A bridge over the wall: They think about it as a “mega region.” Part of it is on the Mexican side of the border, and the other part is on the American side. San Diego and Tijuana are intertwined in ways that few people fully comprehend. There’s even a terminal connecting San Diego to the Tijuana airport making it the first truly bi-national airport. This is the most striking example of the two cities’ integration, and it’s why the actions and rhetoric of President Trump worry politicians and residents so much. Politico Magazine

P-22; the baby eater? Here is the latest entry in the Griffith Park mountain lion canon, and it’s straight out of central casting. Enter one recent East Coast migrant who has recently gotten pregnant and P-22 prowling Griffith Park. With this woman’s newfound maternal instinct, she writes “my body a furnace because it now pumped two hearts, I imagined P-22 surveying the moonlit Hollywood sign, savoring the remembered flavor of Koala bones, waiting for the scent of rodents, or escaped domestic animals, or trespassing teenage potheads — or babies. How could I go into labor in a world where hungry, urban pumas were allowed to behave that way?” Elle

“La La Land” in real life: Every aspiring actor or filmmaker knows what their storybook Hollywood ending will look like. For John Geronilla and Stephanie Hoston, “Their story is a real-life mirror of ‘La La Land,’ that pretty, Academy Award-nominated paean to Los Angeles and its fabled neurotic, frantic and often delusional actors, filmmakers and musicians who chase fame but would settle for a decent day’s pay. In the film, perseverance, soul scouring and mended confidences lead inevitably to artistic redemption.
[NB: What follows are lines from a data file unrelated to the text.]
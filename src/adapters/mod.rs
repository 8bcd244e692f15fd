//! Adapters — concrete implementations of the [`Transport`] port.
//!
//! | Adapter            | Implements | Connects to                       |
//! |--------------------|------------|-----------------------------------|
//! | `port_transport`   | Transport  | In-process simulator (channels)   |
//! | `stream_transport` | Transport  | Length-prefixed JSON over bytes   |
//! |                    | ByteLink   | TCP socket (`TcpLink`)            |
//!
//! [`Transport`]: crate::rpc::transport::Transport

pub mod port_transport;
pub mod stream_transport;
//! simlink — client-side RPC, event and pause-point layer for a remote
//! microcontroller simulator.
//!
//! ```text
//! ┌────────────────────────────────────────────────────────────────┐
//! │  sim::client     file · sim control · serial · pause points    │
//! │  ──────────────────────────────────────────────────────────    │
//! │  rpc::engine     correlation · run state · event dispatch      │
//! │  ──────────────── Transport trait boundary ────────────────    │
//! │  adapters        in-process port · framed byte stream (TCP)    │
//! └────────────────────────────────────────────────────────────────┘
//! ```
//!
//! Everything runs on one thread.  The engine is `!Send`; drive it and
//! its transport's reader from a local executor.

#![deny(unused_must_use)]

pub mod adapters;
pub mod base64;
pub mod config;
pub mod error;
pub mod events;
pub mod rpc;
pub mod sim;

pub use config::ClientConfig;
pub use error::{ClientError, Result, TransportError};
pub use events::{ListenOptions, Subscription};
pub use rpc::engine::RpcEngine;
pub use rpc::message::{ChannelMessage, EventMessage};
pub use rpc::pause_point::{PauseCondition, PausePoint};
pub use rpc::transport::{Inbound, Transport};
pub use sim::commands::{FileContent, SimStartParams};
But Geronilla and Hoston, and thousands like them, move less surely through a world of Kickstarter promises, frequent disappointments and fleeting victories.” Los Angeles Times

LOOKING AHEAD

Saturday: Storm cleanup begins.

Monday: “Not My President’s Day” rally at Los Angeles City Hall.

Saturday: Gardena residents mark the 75th anniversary of Executive Order 9066, which began Japanese American internment during World War II.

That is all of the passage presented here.